Any activity or service that does not meet the above definition of volunteering is considered employment with respect to the U.S. Department of Homeland Security and requires appropriate authorization as specified within our employment webpages listed above.

Please contact your ISO advisor if you have questions or concerns before beginning a volunteer activity.

Publications, Conferences, and Employment

Students encounter opportunities to submit their work for publication (such as thesis, conference papers) or will receive outreach from publishers or organizations interested in having them contribute to a book, magazine, blog, or other publications. While this is common to most academic programs, immigration regulations do not clearly define in which cases a student would require employment authorization (F-1 Curricular Practical Training, F-1 Optional Practical Training, or J-1 Academic Training) to pursue this experience. Therefore, the ISO strongly advises all international students to consult with their ISO Advisor before engaging in any publication activity to confirm if any employment authorization is required.

In general, the following activities would not require off-campus employment authorization:

  • Presentation of a student's personal research (such as a paper or session at an academic conference) where no stipend, pay, or honorarium is received in return. Reimbursement of actual travel expenses to attend the conference would be allowed, though not to exceed the actual cost of participation.
  • Publication of a student's completed academic thesis/dissertation.
  • Sale of personal intellectual property already completed (such as a painting, book, or other item completed by the student that has not been contracted for the student to produce for another individual or organization).
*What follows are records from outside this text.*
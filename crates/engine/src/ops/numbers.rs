//! Document number generation.
//!
//! Ledger entries and cash transactions carry human-facing numbers of the
//! form `{TAG}/{YYYYMMDD}/{seq}`, with a per-day sequence. The next sequence
//! is read from the highest existing number inside the caller's DB
//! transaction; a unique-index violation on insert is surfaced as
//! [`EngineError::DuplicateNumber`] and never retried silently.

use chrono::{DateTime, Utc};
use sea_orm::{ConnectionTrait, DatabaseTransaction, DbErr, Statement};

use crate::{EngineError, ResultEngine};

use super::Engine;

/// Tag for balance-history entry numbers.
pub(super) const LEDGER_TAG: &str = "TRX";
/// Tag for cash-transaction numbers.
pub(super) const CASH_TAG: &str = "KAS";

impl Engine {
    /// Returns the next `{tag}/{YYYYMMDD}/{seq:04}` number for `table`.
    pub(super) async fn next_number(
        &self,
        db_tx: &DatabaseTransaction,
        table: &str,
        tag: &str,
        occurred_at: DateTime<Utc>,
    ) -> ResultEngine<String> {
        let prefix = format!("{tag}/{}/", occurred_at.format("%Y%m%d"));
        let backend = db_tx.get_database_backend();
        // MAX over the raw text is lexicographic and would stall at 9999;
        // compare the numeric suffix instead.
        let stmt = Statement::from_sql_and_values(
            backend,
            format!(
                "SELECT COALESCE(MAX(CAST(SUBSTR(number, ?) AS INTEGER)), 0) AS max_seq \
                 FROM {table} WHERE number LIKE ?"
            ),
            vec![
                (prefix.len() as i64 + 1).into(),
                format!("{prefix}%").into(),
            ],
        );
        let row = db_tx.query_one(stmt).await?;
        let max_seq: i64 = row.and_then(|r| r.try_get("", "max_seq").ok()).unwrap_or(0);

        let seq = max_seq + 1;
        Ok(format!("{prefix}{seq:04}"))
    }
}

/// Maps a unique-constraint violation on a number column to
/// [`EngineError::DuplicateNumber`]; other DB errors pass through.
pub(super) fn map_number_conflict(err: DbErr, number: &str) -> EngineError {
    let text = err.to_string();
    if text.contains("UNIQUE") || text.contains("unique") {
        EngineError::DuplicateNumber(number.to_string())
    } else {
        EngineError::Database(err)
    }
}

#[cfg(test)]
mod tests {
    use super::*;

    #[test]
    fn unique_violations_become_duplicate_number() {
        let err = DbErr::Custom("UNIQUE constraint failed: balance_history.number".to_string());
        assert_eq!(
            map_number_conflict(err, "TRX/20260601/0001"),
            EngineError::DuplicateNumber("TRX/20260601/0001".to_string())
        );
    }

    #[test]
    fn other_db_errors_pass_through() {
        let err = DbErr::Custom("disk I/O error".to_string());
        assert!(matches!(
            map_number_conflict(err, "TRX/20260601/0001"),
            EngineError::Database(_)
        ));
    }
}
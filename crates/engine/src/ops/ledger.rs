//! Balance-history posting.
//!
//! `post_entry` is the single choke point through which every member
//! balance/point change flows: it snapshots the member's totals, validates
//! the category invariants, inserts the history row, and moves the cached
//! totals to the after values, all inside the caller's DB transaction.

use chrono::{DateTime, Utc};
use sea_orm::{
    ActiveValue, ConnectionTrait, DatabaseTransaction, QueryFilter, QueryOrder, QuerySelect,
    Statement, TransactionTrait, prelude::*,
};
use serde::{Deserialize, Serialize};
use uuid::Uuid;

use crate::{
    AdjustmentCmd, BalanceHistoryEntry, EngineError, LedgerCategory, ResultEngine,
    balance_history, members,
};

use super::{Engine, numbers, with_tx};

/// Parameters for one ledger posting. Internal; public operations build this.
pub(super) struct PostEntry {
    pub member_id: Uuid,
    pub category: LedgerCategory,
    pub amount_delta_minor: i64,
    pub point_delta: i64,
    pub deposit_id: Option<Uuid>,
    pub cash_transaction_id: Option<Uuid>,
    pub admin_id: String,
    pub occurred_at: DateTime<Utc>,
}

/// Result of reconciling a member's cached totals against the ledger.
#[derive(Clone, Debug, PartialEq, Eq, Serialize, Deserialize)]
pub struct LedgerCheck {
    pub member_id: Uuid,
    pub cached_balance_minor: i64,
    pub cached_points: i64,
    pub ledger_balance_minor: i64,
    pub ledger_points: i64,
}

impl LedgerCheck {
    /// `true` when the cached projection equals the sum of history deltas.
    #[must_use]
    pub fn consistent(&self) -> bool {
        self.cached_balance_minor == self.ledger_balance_minor
            && self.cached_points == self.ledger_points
    }
}

impl Engine {
    /// Posts one history entry and updates the member's cached totals.
    ///
    /// Runs entirely on `db_tx`; the caller owns commit/rollback, so a
    /// failure here can never leave a half-applied posting behind.
    pub(super) async fn post_entry(
        &self,
        db_tx: &DatabaseTransaction,
        post: PostEntry,
    ) -> ResultEngine<BalanceHistoryEntry> {
        let member_model = members::Entity::find_by_id(post.member_id.to_string())
            .one(db_tx)
            .await?
            .ok_or_else(|| EngineError::KeyNotFound("member not exists".to_string()))?;

        if !member_model.active && post.category != LedgerCategory::Adjustment {
            return Err(EngineError::InactiveMember(member_model.number));
        }

        post.category
            .validate_deltas(post.amount_delta_minor, post.point_delta)?;
        validate_source_refs(post.category, post.deposit_id, post.cash_transaction_id)?;

        let balance_before = member_model.balance_minor;
        let points_before = member_model.points;
        let balance_after = balance_before
            .checked_add(post.amount_delta_minor)
            .ok_or_else(|| EngineError::InvalidAmount("balance overflow".to_string()))?;
        let points_after = points_before
            .checked_add(post.point_delta)
            .ok_or_else(|| EngineError::InvalidAmount("points overflow".to_string()))?;

        if balance_after < 0 {
            return Err(EngineError::InsufficientBalance(format!(
                "member {} holds {balance_before}, change {} refused",
                member_model.number, post.amount_delta_minor
            )));
        }
        if points_after < 0 {
            return Err(EngineError::InsufficientBalance(format!(
                "member {} holds {points_before} points, change {} refused",
                member_model.number, post.point_delta
            )));
        }

        let number = self
            .next_number(
                db_tx,
                "balance_history",
                numbers::LEDGER_TAG,
                post.occurred_at,
            )
            .await?;

        let entry = BalanceHistoryEntry {
            id: Uuid::new_v4(),
            number,
            member_id: post.member_id,
            direction: post
                .category
                .direction_for(post.amount_delta_minor, post.point_delta),
            category: post.category,
            amount_delta_minor: post.amount_delta_minor,
            point_delta: post.point_delta,
            balance_before_minor: balance_before,
            balance_after_minor: balance_after,
            points_before,
            points_after,
            deposit_id: post.deposit_id,
            cash_transaction_id: post.cash_transaction_id,
            admin_id: post.admin_id,
            occurred_at: post.occurred_at,
        };

        balance_history::ActiveModel::from(&entry)
            .insert(db_tx)
            .await
            .map_err(|err| numbers::map_number_conflict(err, &entry.number))?;

        let member_update = members::ActiveModel {
            id: ActiveValue::Set(member_model.id),
            balance_minor: ActiveValue::Set(balance_after),
            points: ActiveValue::Set(points_after),
            ..Default::default()
        };
        member_update.update(db_tx).await?;

        Ok(entry)
    }

    /// Redeems loyalty points, optionally crediting the member's balance.
    ///
    /// `points` is the amount spent (must be > 0); `credit_minor` is the
    /// balance credited in exchange (may be 0 when points buy goods).
    pub async fn exchange_points(
        &self,
        member_id: Uuid,
        points: i64,
        credit_minor: i64,
        admin_id: &str,
        occurred_at: DateTime<Utc>,
    ) -> ResultEngine<BalanceHistoryEntry> {
        if points <= 0 {
            return Err(EngineError::InvalidAmount(
                "points to exchange must be > 0".to_string(),
            ));
        }
        if credit_minor < 0 {
            return Err(EngineError::InvalidAmount(
                "exchange credit must be >= 0".to_string(),
            ));
        }

        with_tx!(self, |db_tx| {
            self.post_entry(
                &db_tx,
                PostEntry {
                    member_id,
                    category: LedgerCategory::PointExchange,
                    amount_delta_minor: credit_minor,
                    point_delta: -points,
                    deposit_id: None,
                    cash_transaction_id: None,
                    admin_id: admin_id.to_string(),
                    occurred_at,
                },
            )
            .await
        })
    }

    /// Posts an admin correction. The only category valid on inactive
    /// members; corrections never rewrite earlier entries.
    pub async fn record_adjustment(
        &self,
        cmd: AdjustmentCmd,
    ) -> ResultEngine<BalanceHistoryEntry> {
        if cmd.amount_delta_minor == 0 && cmd.point_delta == 0 {
            return Err(EngineError::InvalidAmount(
                "adjustment must change balance or points".to_string(),
            ));
        }

        with_tx!(self, |db_tx| {
            self.post_entry(
                &db_tx,
                PostEntry {
                    member_id: cmd.member_id,
                    category: LedgerCategory::Adjustment,
                    amount_delta_minor: cmd.amount_delta_minor,
                    point_delta: cmd.point_delta,
                    deposit_id: None,
                    cash_transaction_id: None,
                    admin_id: cmd.admin_id,
                    occurred_at: cmd.occurred_at,
                },
            )
            .await
        })
    }

    /// Lists a member's history entries, newest first.
    pub async fn list_balance_history(
        &self,
        member_id: Uuid,
        limit: u64,
    ) -> ResultEngine<Vec<BalanceHistoryEntry>> {
        let models: Vec<balance_history::Model> = balance_history::Entity::find()
            .filter(balance_history::Column::MemberId.eq(member_id.to_string()))
            .order_by_desc(balance_history::Column::OccurredAt)
            .order_by_desc(balance_history::Column::Number)
            .limit(limit)
            .all(&self.database)
            .await?;

        models.into_iter().map(BalanceHistoryEntry::try_from).collect()
    }

    /// Recomputes a member's balance/points from the sum of history deltas
    /// and reports whether the cached projection reconciles.
    pub async fn verify_member_ledger(&self, member_id: Uuid) -> ResultEngine<LedgerCheck> {
        let member_model = members::Entity::find_by_id(member_id.to_string())
            .one(&self.database)
            .await?
            .ok_or_else(|| EngineError::KeyNotFound("member not exists".to_string()))?;

        let backend = self.database.get_database_backend();
        let stmt = Statement::from_sql_and_values(
            backend,
            "SELECT COALESCE(SUM(amount_delta_minor), 0) AS balance_sum, \
             COALESCE(SUM(point_delta), 0) AS point_sum \
             FROM balance_history WHERE member_id = ?",
            vec![member_id.to_string().into()],
        );
        let row = self.database.query_one(stmt).await?;
        let (ledger_balance_minor, ledger_points) = match row {
            Some(row) => (
                row.try_get("", "balance_sum").unwrap_or(0),
                row.try_get("", "point_sum").unwrap_or(0),
            ),
            None => (0, 0),
        };

        Ok(LedgerCheck {
            member_id,
            cached_balance_minor: member_model.balance_minor,
            cached_points: member_model.points,
            ledger_balance_minor,
            ledger_points,
        })
    }
}

fn validate_source_refs(
    category: LedgerCategory,
    deposit_id: Option<Uuid>,
    cash_transaction_id: Option<Uuid>,
) -> ResultEngine<()> {
    let ok = match category {
        LedgerCategory::Deposit => deposit_id.is_some() && cash_transaction_id.is_none(),
        LedgerCategory::Withdrawal => deposit_id.is_none() && cash_transaction_id.is_some(),
        LedgerCategory::PointExchange | LedgerCategory::Adjustment => {
            deposit_id.is_none() && cash_transaction_id.is_none()
        }
    };
    if !ok {
        return Err(EngineError::InvalidCategoryDirection(format!(
            "category {} carries the wrong source reference",
            category.as_str()
        )));
    }
    Ok(())
}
In situations where a student is contacted by a publisher or other organization to specifically produce, edit, or create a chapter or a whole book, a piece of art, or other item under terms of a contract or other agreement, it may be considered employment that requires authorization. If any remuneration (anything in return) is received for this activity/service, off-campus employment authorization will be required. If others participating similarly in the activity (e.g. co-authors) receive anything in return for the activity, and the student does not receive anything in return, the activity could still require off-campus employment authorization. Publication opportunities that are done for academic benefit only, where no remuneration is received in return by any participant, likely will not require employment authorization.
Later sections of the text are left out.